**RECORD EXTRACTS**.
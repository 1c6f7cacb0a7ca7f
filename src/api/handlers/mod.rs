pub mod dependencies;
pub mod healing;
pub mod system;

pub use dependencies::*;
pub use healing::*;
pub use system::*;
pub mod api;
pub mod cli;
pub mod config;
pub mod coordination;
pub mod domain;
pub mod error;
pub mod monitor;
pub mod persistence;
pub mod supervisor;

pub use config::AppConfig;
pub use coordination::{
    CircuitBreaker, CircuitBreakerConfig, CircuitBreakerState, CircuitState, ShutdownController,
    ShutdownListener, ShutdownSignal,
};
pub use domain::{
    DependencyDescriptor, HealthSample, HealthStatus, IssueType, RemediationAction,
    RemediationEvent,
};
pub use error::{Result, VigilError};
pub use monitor::{HealthProbe, HealthRegistry, HttpProbe, SystemHealthSnapshot};
pub use persistence::{EventStore, JsonlEventStore, MemoryEventStore, PgEventStore};
pub use supervisor::{
    HttpExecutor, LoggingExecutor, Orchestrator, RemediationExecutor, RemediationPolicy,
    TriggerHandle,
};
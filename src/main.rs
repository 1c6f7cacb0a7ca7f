use clap::Parser;
use tracing::error;
use vigil::cli::client::{self, ApiClient};
use vigil::cli::{Cli, Commands, OutputMode};
use vigil::config::AppConfig;

mod main_runtime;

use main_runtime::{init_logging, init_logging_simple, run_orchestrator};

#[tokio::main]
async fn main() -> anyhow::Result<()> {
    let cli = Cli::parse();
    let mode = OutputMode::from_json_flag(cli.json);

    match cli.command.clone().unwrap_or(Commands::Run) {
        Commands::Run => {
            let config = AppConfig::load_from(&cli.config_dir)?;
            init_logging(&config.logging);
            if let Err(e) = run_orchestrator(config).await {
                error!("vigil failed: {}", e);
                return Err(e.into());
            }
        }
        Commands::CheckConfig => {
            init_logging_simple();
            let config = AppConfig::load_from(&cli.config_dir)?;
            config.validate()?;
            println!(
                "Configuration OK: {} dependencies, cycle every {}s, executor {:?}, event store {:?}",
                config.dependencies.len(),
                config.orchestrator.cycle_interval_secs,
                config.executor.kind,
                config.event_store.backend
            );
        }
        Commands::Status => {
            init_logging_simple();
            let api = ApiClient::new(&cli.url)?;
            client::show_status(&api, mode).await?;
        }
        Commands::Events { limit, offset } => {
            init_logging_simple();
            let api = ApiClient::new(&cli.url)?;
            client::show_events(&api, limit, offset, mode).await?;
        }
        Commands::Trigger { name, action } => {
            init_logging_simple();
            let api = ApiClient::new(&cli.url)?;
            client::trigger_remediation(&api, &name, &action, mode).await?;
        }
    }

    Ok(())
}
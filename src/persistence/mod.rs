//! Persistence for the remediation audit trail
//!
//! Memory, JSON-lines file and PostgreSQL backends behind one trait.

pub mod event_store;

pub use event_store::{build_event_store, EventStore, JsonlEventStore, MemoryEventStore, PgEventStore};
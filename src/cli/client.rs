//! HTTP client for a running vigil instance

use anyhow::{anyhow, Context, Result};
use reqwest::{Client, Response};
use serde::de::DeserializeOwned;
use std::time::Duration;
use url::Url;

use crate::api::types::{ErrorResponse, EventsResponse, TriggerRequest, TriggerResponse};
use crate::monitor::SystemHealthSnapshot;

use super::output::{self, DependencyRow, EventRow, OutputMode};

pub struct ApiClient {
    client: Client,
    base: Url,
}

impl ApiClient {
    pub fn new(base_url: &str) -> Result<Self> {
        let base = Url::parse(base_url).with_context(|| format!("invalid API url {}", base_url))?;
        let client = Client::builder()
            .timeout(Duration::from_secs(15))
            .build()?;
        Ok(Self { client, base })
    }

    fn endpoint(&self, path: &str) -> Result<Url> {
        Ok(self.base.join(path)?)
    }

    async fn decode<T: DeserializeOwned>(resp: Response) -> Result<T> {
        let status = resp.status();
        if status.is_success() {
            return Ok(resp.json().await?);
        }
        let body = resp.text().await.unwrap_or_default();
        let message = serde_json::from_str::<ErrorResponse>(&body)
            .map(|e| e.error)
            .unwrap_or(body);
        Err(anyhow!("{} - {}", status, message))
    }

    pub async fn system_health(&self) -> Result<SystemHealthSnapshot> {
        let resp = self
            .client
            .get(self.endpoint("/api/system/health")?)
            .send()
            .await?;
        Self::decode(resp).await
    }

    pub async fn events(&self, limit: usize, offset: usize) -> Result<EventsResponse> {
        let mut url = self.endpoint("/api/healing/events")?;
        url.query_pairs_mut()
            .append_pair("limit", &limit.to_string())
            .append_pair("offset", &offset.to_string());
        let resp = self.client.get(url).send().await?;
        Self::decode(resp).await
    }

    pub async fn trigger(&self, name: &str, action: &str) -> Result<TriggerResponse> {
        let mut url = self.endpoint("/api/healing/trigger/")?;
        url.path_segments_mut()
            .map_err(|_| anyhow!("API url cannot be a base"))?
            .pop_if_empty()
            .push(name);
        let resp = self
            .client
            .post(url)
            .json(&TriggerRequest {
                action: action.to_string(),
            })
            .send()
            .await?;
        Self::decode(resp).await
    }
}

/// `vigil status`
pub async fn show_status(client: &ApiClient, mode: OutputMode) -> Result<()> {
    let snapshot = client.system_health().await?;
    if mode == OutputMode::Json {
        return output::print_item(&snapshot);
    }

    let summary = &snapshot.summary;
    println!(
        "Health score: {:.2}  ({} healthy, {} degraded, {} unhealthy, {} unknown; cycle {})",
        summary.overall_score,
        summary.healthy,
        summary.degraded,
        summary.unhealthy,
        summary.unknown,
        summary.cycle
    );
    let rows: Vec<DependencyRow> = snapshot.dependencies.iter().map(DependencyRow::from).collect();
    output::print_items(&rows, mode)
}

/// `vigil events`
pub async fn show_events(
    client: &ApiClient,
    limit: usize,
    offset: usize,
    mode: OutputMode,
) -> Result<()> {
    let page = client.events(limit, offset).await?;
    if mode == OutputMode::Json {
        return output::print_item(&page);
    }
    let rows: Vec<EventRow> = page.events.iter().map(EventRow::from).collect();
    output::print_items(&rows, mode)
}

/// `vigil trigger`
pub async fn trigger_remediation(
    client: &ApiClient,
    name: &str,
    action: &str,
    mode: OutputMode,
) -> Result<()> {
    match client.trigger(name, action).await {
        Ok(resp) if mode == OutputMode::Json => output::print_item(&resp),
        Ok(resp) => {
            output::print_success(&format!(
                "{} for {} accepted",
                resp.action, resp.dependency
            ));
            Ok(())
        }
        Err(e) => {
            output::print_error(&format!("trigger failed: {}", e));
            Err(e)
        }
    }
}

#[cfg(test)]
mod tests {
    use super::*;

    #[test]
    fn test_endpoint_join() {
        let client = ApiClient::new("http://localhost:8007").unwrap();
        assert_eq!(
            client.endpoint("/api/system/health").unwrap().as_str(),
            "http://localhost:8007/api/system/health"
        );
    }

    #[test]
    fn test_invalid_base_url() {
        assert!(ApiClient::new("not a url").is_err());
    }
}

**WHAT TO PRODUCE**.
Every entry above must appear again in the reply, exactly as it stands.

**WRITTEN REPLY**.
repository 1c6f7cacb0a7ca7f
filename src/api/handlers/mod.rs
pub mod dependencies;
pub mod healing;
pub mod system;

pub use dependencies::*;
pub use healing::*;
pub use system::*;
pub mod api;
pub mod cli;
pub mod config;
pub mod coordination;
pub mod domain;
pub mod error;
pub mod monitor;
pub mod persistence;
pub mod supervisor;

pub use config::AppConfig;
pub use coordination::{
    CircuitBreaker, CircuitBreakerConfig, CircuitBreakerState, CircuitState, ShutdownController,
    ShutdownListener, ShutdownSignal,
};
pub use domain::{
    DependencyDescriptor, HealthSample, HealthStatus, IssueType, RemediationAction,
    RemediationEvent,
};
pub use error::{Result, VigilError};
pub use monitor::{HealthProbe, HealthRegistry, HttpProbe, SystemHealthSnapshot};
pub use persistence::{EventStore, JsonlEventStore, MemoryEventStore, PgEventStore};
pub use supervisor::{
    HttpExecutor, LoggingExecutor, Orchestrator, RemediationExecutor, RemediationPolicy,
    TriggerHandle,
};
filename src/main.rs
repository 1c6f7cacb0a7ca7f
use clap::Parser;
use tracing::error;
use vigil::cli::client::{self, ApiClient};
use vigil::cli::{Cli, Commands, OutputMode};
use vigil::config::AppConfig;

mod main_runtime;

use main_runtime::{init_logging, init_logging_simple, run_orchestrator};

#[tokio::main]
async fn main() -> anyhow::Result<()> {
    let cli = Cli::parse();
    let mode = OutputMode::from_json_flag(cli.json);

    match cli.command.clone().unwrap_or(Commands::Run) {
        Commands::Run => {
            let config = AppConfig::load_from(&cli.config_dir)?;
            init_logging(&config.logging);
            if let Err(e) = run_orchestrator(config).await {
                error!("vigil failed: {}", e);
                return Err(e.into());
            }
        }
        Commands::CheckConfig => {
            init_logging_simple();
            let config = AppConfig::load_from(&cli.config_dir)?;
            config.validate()?;
            println!(
                "Configuration OK: {} dependencies, cycle every {}s, executor {:?}, event store {:?}",
                config.dependencies.len(),
                config.orchestrator.cycle_interval_secs,
                config.executor.kind,
                config.event_store.backend
            );
        }
        Commands::Status => {
            init_logging_simple();
            let api = ApiClient::new(&cli.url)?;
            client::show_status(&api, mode).await?;
        }
        Commands::Events { limit, offset } => {
            init_logging_simple();
            let api = ApiClient::new(&cli.url)?;
            client::show_events(&api, limit, offset, mode).await?;
        }
        Commands::Trigger { name, action } => {
            init_logging_simple();
            let api = ApiClient::new(&cli.url)?;
            client::trigger_remediation(&api, &name, &action, mode).await?;
        }
    }

    Ok(())
}
filename src/persistence/mod.rs
//! Persistence for the remediation audit trail
//!
//! Memory, JSON-lines file and PostgreSQL backends behind one trait.

pub mod event_store;

pub use event_store::{build_event_store, EventStore, JsonlEventStore, MemoryEventStore, PgEventStore};
filename src/cli/client.rs
//! HTTP client for a running vigil instance

use anyhow::{anyhow, Context, Result};
use reqwest::{Client, Response};
use serde::de::DeserializeOwned;
use std::time::Duration;
use url::Url;

use crate::api::types::{ErrorResponse, EventsResponse, TriggerRequest, TriggerResponse};
use crate::monitor::SystemHealthSnapshot;

use super::output::{self, DependencyRow, EventRow, OutputMode};

pub struct ApiClient {
    client: Client,
    base: Url,
}

impl ApiClient {
    pub fn new(base_url: &str) -> Result<Self> {
        let base = Url::parse(base_url).with_context(|| format!("invalid API url {}", base_url))?;
        let client = Client::builder()
            .timeout(Duration::from_secs(15))
            .build()?;
        Ok(Self { client, base })
    }

    fn endpoint(&self, path: &str) -> Result<Url> {
        Ok(self.base.join(path)?)
    }

    async fn decode<T: DeserializeOwned>(resp: Response) -> Result<T> {
        let status = resp.status();
        if status.is_success() {
            return Ok(resp.json().await?);
        }
        let body = resp.text().await.unwrap_or_default();
        let message = serde_json::from_str::<ErrorResponse>(&body)
            .map(|e| e.error)
            .unwrap_or(body);
        Err(anyhow!("{} - {}", status, message))
    }

    pub async fn system_health(&self) -> Result<SystemHealthSnapshot> {
        let resp = self
            .client
            .get(self.endpoint("/api/system/health")?)
            .send()
            .await?;
        Self::decode(resp).await
    }

    pub async fn events(&self, limit: usize, offset: usize) -> Result<EventsResponse> {
        let mut url = self.endpoint("/api/healing/events")?;
        url.query_pairs_mut()
            .append_pair("limit", &limit.to_string())
            .append_pair("offset", &offset.to_string());
        let resp = self.client.get(url).send().await?;
        Self::decode(resp).await
    }

    pub async fn trigger(&self, name: &str, action: &str) -> Result<TriggerResponse> {
        let mut url = self.endpoint("/api/healing/trigger/")?;
        url.path_segments_mut()
            .map_err(|_| anyhow!("API url cannot be a base"))?
            .pop_if_empty()
            .push(name);
        let resp = self
            .client
            .post(url)
            .json(&TriggerRequest {
                action: action.to_string(),
            })
            .send()
            .await?;
        Self::decode(resp).await
    }
}

/// `vigil status`
pub async fn show_status(client: &ApiClient, mode: OutputMode) -> Result<()> {
    let snapshot = client.system_health().await?;
    if mode == OutputMode::Json {
        return output::print_item(&snapshot);
    }

    let summary = &snapshot.summary;
    println!(
        "Health score: {:.2}  ({} healthy, {} degraded, {} unhealthy, {} unknown; cycle {})",
        summary.overall_score,
        summary.healthy,
        summary.degraded,
        summary.unhealthy,
        summary.unknown,
        summary.cycle
    );
    let rows: Vec<DependencyRow> = snapshot.dependencies.iter().map(DependencyRow::from).collect();
    output::print_items(&rows, mode)
}

/// `vigil events`
pub async fn show_events(
    client: &ApiClient,
    limit: usize,
    offset: usize,
    mode: OutputMode,
) -> Result<()> {
    let page = client.events(limit, offset).await?;
    if mode == OutputMode::Json {
        return output::print_item(&page);
    }
    let rows: Vec<EventRow> = page.events.iter().map(EventRow::from).collect();
    output::print_items(&rows, mode)
}

/// `vigil trigger`
pub async fn trigger_remediation(
    client: &ApiClient,
    name: &str,
    action: &str,
    mode: OutputMode,
) -> Result<()> {
    match client.trigger(name, action).await {
        Ok(resp) if mode == OutputMode::Json => output::print_item(&resp),
        Ok(resp) => {
            output::print_success(&format!(
                "{} for {} accepted",
                resp.action, resp.dependency
            ));
            Ok(())
        }
        Err(e) => {
            output::print_error(&format!("trigger failed: {}", e));
            Err(e)
        }
    }
}

#[cfg(test)]
mod tests {
    use super::*;

    #[test]
    fn test_endpoint_join() {
        let client = ApiClient::new("http://localhost:8007").unwrap();
        assert_eq!(
            client.endpoint("/api/system/health").unwrap().as_str(),
            "http://localhost:8007/api/system/health"
        );
    }

    #[test]
    fn test_invalid_base_url() {
        assert!(ApiClient::new("not a url").is_err());
    }
}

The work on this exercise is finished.